Selon les chiffres de l’Office national des statistiques, le nombre de vaches en Algérie a baissé entre 2015 et 2021. Il est passé de 1.319.861 têtes en 2015 à 1.107.680 vaches en 2021.
Manque récurrent de fourrages
La question du manque de fourrage n’est pas nouvelle, dès 1999, l’expert Mohamed Houmani avait chiffré son ampleur.
A raison de 33 millions d’hectares, l’offre annuelle en fourrage est estimée à moins de 8 milliards d’Unités fourragères (UF) dont 82 % proviennent de la jachère, des chaumes de céréales et des pacages et parcours. A l’époque, les cultures fourragères ne fournissaient que 8 % aussi estimait-il le déficit fourrager annuel à 4 milliards d’UF.
Depuis, le développement de l’irrigation, l’instauration de primes et le matériel nouveau vu lors de salons agricoles a permis une augmentation de l’offre en fourrages.

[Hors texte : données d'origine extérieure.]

use crate::error::{AppError, AppResult};
use regex::Regex;
use std::sync::LazyLock;

static E164_REGEX: LazyLock<Regex> =
    LazyLock::new(|| Regex::new(r"^\+[1-9]\d{6,14}$").expect("valid E.164 regex"));

pub const OTP_CODE_LENGTH: usize = 6;

/// 没有 "+" 前缀的号码补上默认国家码，已带 "+" 的原样返回
pub fn normalize_phone(phone: &str, default_country_code: &str) -> String {
    let phone = phone.trim();
    if phone.starts_with('+') {
        phone.to_string()
    } else {
        format!("{default_country_code}{phone}")
    }
}

/// 校验规范化之后的号码是否为 E.164 格式
pub fn validate_e164_phone(phone: &str) -> AppResult<()> {
    if !E164_REGEX.is_match(phone) {
        return Err(AppError::ValidationError(
            "Please enter a valid phone number".to_string(),
        ));
    }
    Ok(())
}

pub fn validate_otp_code(code: &str) -> AppResult<()> {
    if code.len() != OTP_CODE_LENGTH || !code.chars().all(|c| c.is_ascii_digit()) {
        return Err(AppError::ValidationError(
            "Please enter a valid 6-digit OTP".to_string(),
        ));
    }
    Ok(())
}

/// 日志中只保留号码末四位
pub fn mask_phone(phone: &str) -> String {
    let count = phone.chars().count();
    phone
        .chars()
        .enumerate()
        .map(|(i, c)| {
            if c.is_ascii_digit() && i + 4 < count {
                '*'
            } else {
                c
            }
        })
        .collect()
}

Cependant il s’agit de tenir compte du surpâturage et la sécheresse qui ont réduit l’offre, notamment en zone steppique. Déjà en 2008 des universitaires notaient que du fait du surpâturage et de la désertification qui s’ensuit, « Des villes comme Méchéria ou Naama sont victimes de vents de sable de plus en plus fréquents ».
Les débats actuels autour du son de blé illustrent la crise des fourrages et la nécessité de définir une stratégie qui englobe tant l’offre que la demande en viande rouge.
Les réserves de productivité restent nombreuses en matière de production de fourrage. Par exemple, l’usage des engrais reste pratiquement inconnu sur les jachères pâturées où les agriculteurs se contentent d’une flore spontanée alors que l’utilisation d’espèces fourragères permettrait de tripler la production. Le soutien actuel aux semences fourragères peut y contribuer.
Dans un pays à dominante semi-aride et aride, la production fourragère présente cependant des limites et doit aussi tenir compte des priorités que constituent la production de céréales, de légumes secs ou d’oléagineux.
Ces rencontres sont des moments forts de démocratie et le signe d’un regain de vitalité des organisations professionnelles agricoles en Algérie.
Elles illustrent la volonté du ministère de l’Agriculture d’être à l’écoute des professionnels, une attitude qui rompt avec les anciennes pratiques du « top down » et de professionnels qui avaient rarement droit au chapitre.